Catlin, with a nod to the guards, trotted through the gate out of the city. Minutes later, the man followed. Robert forced himself to wait for them to get well clear of the castle wall before he limped through the gate. He walked down the rise and edged along the bottom of the castle mound, until he had a clear view of the track beyond, prepared at any moment to step
behind the trees if either of them should turn. But they did not, which only added to his fury, that both should be so arrogant as to feel themselves safe from discovery.

He watched them enter the small grove of trees around St Margaret’s pool. Catlin waited on her palfrey for the man to take the bridle and tether the beast. She swung her leg across the horse’s back and he grasped her slender
waist to lift her down. Robert saw the fierce embrace, the lingering kiss, watched Catlin pulling him down onto the tinder-dry grass.

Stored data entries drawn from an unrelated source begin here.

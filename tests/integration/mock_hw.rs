//! Mock hardware, host link and event sink for integration tests.
//!
//! Records every actuator call and every reply so tests can assert on the
//! full history without touching real GPIO/PWM/UART registers.

use std::collections::VecDeque;
use std::convert::Infallible;

use tecolab::app::events::AppEvent;
use tecolab::app::ports::{ActuatorPort, EventSink, Led};
use tecolab::protocol::{FRAME_LEN, Transport};

// ── Actuator call record ──────────────────────────────────────

#[derive(Debug, Clone, Copy, PartialEq, Eq)]
pub enum ActuatorCall {
    Heater1(u8),
    Heater2(u8),
    Cooler(u8),
    SetLed { led: Led, on: bool },
}

// ── MockHardware ──────────────────────────────────────────────

#[derive(Default)]
pub struct MockHardware {
    pub calls: Vec<ActuatorCall>,
    red: bool,
    green: bool,
}

#[allow(dead_code)]
impl MockHardware {
    pub fn new() -> Self {
        Self::default()
    }

    /// Last duties written, `(heater1, heater2, cooler)`.
    pub fn duties(&self) -> (u8, u8, u8) {
        let last = |pick: fn(&ActuatorCall) -> Option<u8>| {
            self.calls.iter().rev().find_map(pick).unwrap_or(0)
        };
        (
            last(|c| match c {
                ActuatorCall::Heater1(d) => Some(*d),
                _ => None,
            }),
            last(|c| match c {
                ActuatorCall::Heater2(d) => Some(*d),
                _ => None,
            }),
            last(|c| match c {
                ActuatorCall::Cooler(d) => Some(*d),
                _ => None,
            }),
        )
    }

    pub fn red(&self) -> bool {
        self.red
    }

    pub fn green(&self) -> bool {
        self.green
    }

    pub fn led_writes(&self, which: Led) -> usize {
        self.calls
            .iter()
            .filter(|c| matches!(c, ActuatorCall::SetLed { led, .. } if *led == which))
            .count()
    }
}

impl ActuatorPort for MockHardware {
    fn set_heater1(&mut self, duty: u8) {
        self.calls.push(ActuatorCall::Heater1(duty));
    }

    fn set_heater2(&mut self, duty: u8) {
        self.calls.push(ActuatorCall::Heater2(duty));
    }

    fn set_cooler(&mut self, duty: u8) {
        self.calls.push(ActuatorCall::Cooler(duty));
    }

    fn led(&mut self, led: Led) -> bool {
        match led {
            Led::Red => self.red,
            Led::Green => self.green,
        }
    }

    fn set_led(&mut self, led: Led, on: bool) {
        self.calls.push(ActuatorCall::SetLed { led, on });
        match led {
            Led::Red => self.red = on,
            Led::Green => self.green = on,
        }
    }
}

// ── MockLink ──────────────────────────────────────────────────

/// Scripted host link.  Each queued request arrives as one burst followed
/// by a quiet line, like a host that writes a frame and waits.
#[derive(Default)]
pub struct MockLink {
    inbound: VecDeque<Vec<u8>>,
    gap: bool,
    pub replies: Vec<Vec<u8>>,
    pub flushes: usize,
}

#[allow(dead_code)]
impl MockLink {
    pub fn new() -> Self {
        Self::default()
    }

    pub fn send(&mut self, bytes: &[u8]) {
        self.inbound.push_back(bytes.to_vec());
    }

    /// Queue a host-built request, trimmed of its zero padding the way a
    /// host tool would send it.
    pub fn send_frame(&mut self, frame: &[u8; FRAME_LEN], len: usize) {
        self.send(&frame[..len]);
    }

    pub fn take_reply(&mut self) -> Option<Vec<u8>> {
        if self.replies.is_empty() {
            None
        } else {
            Some(self.replies.remove(0))
        }
    }
}

impl Transport for MockLink {
    type Error = Infallible;

    fn read(&mut self, buf: &mut [u8]) -> Result<usize, Infallible> {
        if std::mem::take(&mut self.gap) {
            return Ok(0);
        }
        let Some(chunk) = self.inbound.front_mut() else {
            return Ok(0);
        };
        let n = chunk.len().min(buf.len());
        buf[..n].copy_from_slice(&chunk[..n]);
        chunk.drain(..n);
        if chunk.is_empty() {
            self.inbound.pop_front();
            self.gap = n < buf.len();
        }
        Ok(n)
    }

    fn write(&mut self, data: &[u8]) -> Result<usize, Infallible> {
        self.replies.push(data.to_vec());
        Ok(data.len())
    }

    fn flush(&mut self) -> Result<(), Infallible> {
        self.flushes += 1;
        Ok(())
    }

    fn available(&self) -> bool {
        !self.inbound.is_empty()
    }
}

// ── RecordingSink ─────────────────────────────────────────────

#[derive(Default)]
pub struct RecordingSink {
    pub events: Vec<AppEvent>,
}

#[allow(dead_code)]
impl RecordingSink {
    pub fn new() -> Self {
        Self::default()
    }

    pub fn count(&self, pred: impl Fn(&AppEvent) -> bool) -> usize {
        self.events.iter().filter(|e| pred(e)).count()
    }
}

impl EventSink for RecordingSink {
    fn emit(&mut self, event: &AppEvent) {
        self.events.push(event.clone());
    }
}
//! Hardware adapter: bridges the power stage and indicator LEDs to
//! [`ActuatorPort`].
//!
//! Generic over the `embedded-hal` PWM and pin traits, so the same adapter
//! drives LEDC channels on the target and recording fakes on the host.

use embedded_hal::digital::StatefulOutputPin;
use embedded_hal::pwm::SetDutyCycle;

use crate::app::ports::{ActuatorPort, Led};
use crate::drivers::pwm::PwmOutput;
use crate::drivers::status_led::StatusLed;

/// Concrete adapter that combines all outputs behind the port trait.
pub struct HardwareAdapter<C, P> {
    heater1: PwmOutput<C>,
    heater2: PwmOutput<C>,
    cooler: PwmOutput<C>,
    red: StatusLed<P>,
    green: StatusLed<P>,
}

impl<C: SetDutyCycle, P: StatefulOutputPin> HardwareAdapter<C, P> {
    /// Takes ownership of the channels and pins; all outputs start off.
    pub fn new(heater1: C, heater2: C, cooler: C, red: P, green: P) -> Self {
        let mut hw = Self {
            heater1: PwmOutput::new("heater1", heater1),
            heater2: PwmOutput::new("heater2", heater2),
            cooler: PwmOutput::new("cooler", cooler),
            red: StatusLed::new("red", red),
            green: StatusLed::new("green", green),
        };
        hw.red.off();
        hw.green.off();
        hw
    }

    /// Current duties, `(heater1, heater2, cooler)`.
    pub fn duties(&self) -> (u8, u8, u8) {
        (self.heater1.duty(), self.heater2.duty(), self.cooler.duty())
    }

    fn status_led(&mut self, led: Led) -> &mut StatusLed<P> {
        match led {
            Led::Red => &mut self.red,
            Led::Green => &mut self.green,
        }
    }
}

// ── ActuatorPort implementation ───────────────────────────────

impl<C: SetDutyCycle, P: StatefulOutputPin> ActuatorPort for HardwareAdapter<C, P> {
    fn set_heater1(&mut self, duty: u8) {
        self.heater1.set(duty);
    }

    fn set_heater2(&mut self, duty: u8) {
        self.heater2.set(duty);
    }

    fn set_cooler(&mut self, duty: u8) {
        self.cooler.set(duty);
    }

    fn led(&mut self, led: Led) -> bool {
        self.status_led(led).is_on()
    }

    fn set_led(&mut self, led: Led, on: bool) {
        self.status_led(led).set(on);
    }
}
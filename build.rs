fn main() {
    println!("cargo:rerun-if-changed=build.rs");

    // Host builds (tests, fuzzing) carry no ESP-IDF toolchain.
    #[cfg(feature = "espidf")]
    embuild::espidf::sysenv::output();
}
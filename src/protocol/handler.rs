//! Request dispatcher.
//!
//! Turns one validated [`Command`] into register accesses and exactly one
//! reply frame:
//!
//! | Tag | Reply                                   | Length  |
//! |-----|-----------------------------------------|---------|
//! | R   | error, qty data bytes, checksum         | qty + 2 |
//! | W   | error, error                            | 2       |
//! | C   | error, room/h1/h2 temps (LE), checksum  | 8       |
//! | A   | 'A', 'A'                                | 2       |
//! | ?   | 0x01, 0x01                              | 2       |
//!
//! Every accepted R/W/C/A frame refreshes the communication timestamp and
//! marks the link connected.  This is the only place the link is upgraded.

use log::{debug, warn};

use crate::error::{ErrorFlags, FrameError};
use crate::registers::{ConnectionStatus, Register, RegisterFile};

use super::codec::{Command, checksum, parse_frame};
use super::transport::Transport;
use super::{FRAME_LEN, TAG_ACKNOWLEDGE};

/// Reply frame.  Never longer than a request block.
pub type Reply = heapless::Vec<u8, FRAME_LEN>;

/// Running counters, reported in telemetry.
#[derive(Debug, Clone, Copy, Default, PartialEq, Eq)]
pub struct ProtocolStats {
    /// Frames that passed validation (R/W/C/A).
    pub accepted: u32,
    /// Known commands dropped on checksum mismatch.
    pub dropped: u32,
    /// Frames with an unrecognised tag.
    pub unknown: u32,
}

/// What happened to the last polled frame.
#[derive(Debug, Clone, PartialEq, Eq)]
pub enum PollOutcome {
    /// Nothing was waiting on the transport.
    Idle,
    /// A reply was produced and written.
    Replied(Reply),
    /// The tag was not recognised; the error reply was written.
    Unknown(u8),
    /// The frame failed validation; nothing was sent.
    Dropped(FrameError),
}

/// Stateless apart from its counters; all device state lives in the
/// [`RegisterFile`] passed to each call.
#[derive(Debug, Default)]
pub struct ProtocolHandler {
    stats: ProtocolStats,
}

impl ProtocolHandler {
    pub fn new() -> Self {
        Self::default()
    }

    pub fn stats(&self) -> ProtocolStats {
        self.stats
    }

    /// Service the transport once: if a block is waiting, consume it,
    /// dispatch it, and write the reply.
    ///
    /// Transport errors are logged and treated as "no frame".
    pub fn poll<T: Transport>(
        &mut self,
        transport: &mut T,
        regs: &mut RegisterFile,
        now_ms: u32,
    ) -> PollOutcome {
        if !transport.available() {
            return PollOutcome::Idle;
        }
        let frame = match transport.read_frame() {
            Ok(f) => f,
            Err(e) => {
                warn!("host link read failed: {:?}", e);
                return PollOutcome::Idle;
            }
        };

        match self.dispatch(&frame, regs, now_ms) {
            Ok((command, reply)) => {
                send(transport, &reply);
                match command {
                    Command::Unknown(tag) => PollOutcome::Unknown(tag),
                    _ => PollOutcome::Replied(reply),
                }
            }
            Err(e) => PollOutcome::Dropped(e),
        }
    }

    /// Dispatch one request block and return only the reply.
    ///
    /// `Err` means the frame was dropped and the host gets no reply.
    pub fn handle(
        &mut self,
        frame: &[u8; FRAME_LEN],
        regs: &mut RegisterFile,
        now_ms: u32,
    ) -> Result<Reply, FrameError> {
        self.dispatch(frame, regs, now_ms).map(|(_, reply)| reply)
    }

    /// Dispatch one request block against the register file, returning
    /// the decoded command alongside its reply.
    pub fn dispatch<'f>(
        &mut self,
        frame: &'f [u8; FRAME_LEN],
        regs: &mut RegisterFile,
        now_ms: u32,
    ) -> Result<(Command<'f>, Reply), FrameError> {
        let mut error = ErrorFlags::empty();
        if regs.is_overheated() {
            error.insert(ErrorFlags::OVERHEATED);
        }

        let command = match parse_frame(frame) {
            Ok(c) => c,
            Err(e) => {
                self.stats.dropped = self.stats.dropped.wrapping_add(1);
                warn!("dropping frame: {e}");
                return Err(e);
            }
        };

        let mut reply = Reply::new();
        match command {
            Command::Read { addr, qty } => {
                push(&mut reply, error.bits());
                for i in 0..qty {
                    push(&mut reply, regs.read(addr.wrapping_add(i) as usize));
                }
                seal(&mut reply);
            }
            Command::Write { addr, data } => {
                for (i, &byte) in data.iter().enumerate() {
                    regs.write(addr.wrapping_add(i as u8) as usize, byte);
                }
                // A one-byte payload is its own checksum.
                push(&mut reply, error.bits());
                push(&mut reply, error.bits());
            }
            Command::Control {
                heater1,
                heater2,
                cooler,
            } => {
                regs.set_heater1_pwm(heater1);
                regs.set_heater2_pwm(heater2);
                regs.set_cooler_pwm(cooler);
                push(&mut reply, error.bits());
                for reg in [Register::RoomTemp, Register::Heater1Temp, Register::Heater2Temp] {
                    let start = reg.offset() as usize;
                    push(&mut reply, regs.read(start));
                    push(&mut reply, regs.read(start + 1));
                }
                seal(&mut reply);
            }
            Command::Acknowledge => {
                push(&mut reply, TAG_ACKNOWLEDGE);
                push(&mut reply, TAG_ACKNOWLEDGE);
            }
            Command::Unknown(tag) => {
                debug!("unknown command tag 0x{:02X}", tag);
                self.stats.unknown = self.stats.unknown.wrapping_add(1);
                let code = ErrorFlags::UNKNOWN_COMMAND.bits();
                push(&mut reply, code);
                push(&mut reply, code);
                return Ok((command, reply));
            }
        }

        self.stats.accepted = self.stats.accepted.wrapping_add(1);
        regs.set_last_communication_ms(now_ms);
        regs.set_connection_status(ConnectionStatus::Connected);
        Ok((command, reply))
    }
}

/// Write the whole reply and wait for it to leave.  A link that stops
/// accepting bytes leaves a truncated reply; the host times out on it.
fn send<T: Transport>(transport: &mut T, reply: &[u8]) {
    match transport.write_all(reply) {
        Ok(n) if n < reply.len() => {
            warn!("host link short write: {}/{} bytes", n, reply.len());
        }
        Ok(_) => {}
        Err(e) => {
            warn!("host link write failed: {:?}", e);
            return;
        }
    }
    if let Err(e) = transport.flush() {
        warn!("host link flush failed: {:?}", e);
    }
}

/// Append one byte.  Replies top out at 18 bytes, well inside the buffer.
fn push(reply: &mut Reply, byte: u8) {
    let _ = reply.push(byte);
}

/// Append the checksum of everything written so far.
fn seal(reply: &mut Reply) {
    let cks = checksum(reply);
    push(reply, cks);
}
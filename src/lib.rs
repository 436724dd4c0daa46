//! TeCoLab firmware library.
//!
//! Exposes the pure-logic modules for integration testing and external
//! inspection. All ESP-IDF-specific code is guarded by
//! `#[cfg(target_os = "espidf")]` within each module.

#![deny(unused_must_use)]

pub mod app;
pub mod config;
pub mod connection;
pub mod error;
pub mod protocol;
pub mod registers;
pub mod safety;

// Hardware-facing modules; the target-only parts are cfg-gated inside.
pub mod adapters;
pub mod drivers;
pub mod pins;
pub mod sensors;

Swiping furiously at the flies that buzzed around his face, Robert limped as fast as his sore back would allow down the track and across the sun-scorched meadow. Catlin was lying on top of the man, her skirts raised, her mouth working hungrily on his. He was running
his hands over her bare thighs. But as Robert stumbled towards them it was the man who saw him first. His eyes widened in alarm, and he struggled up, tipping Catlin onto the hard ground. She screeched in annoyance as she was flung aside. The man scrambled to his feet as Robert advanced towards them. He stumbled backwards, the white streak of hair falling across his face.

Robert ignored him and,
seizing his wife’s arm, dragged her to her feet. ‘You filthy whore! You could be put to death for this – both of you. This is a crime against God and nature. Edward is your son, your own son! How could you fornicate with him?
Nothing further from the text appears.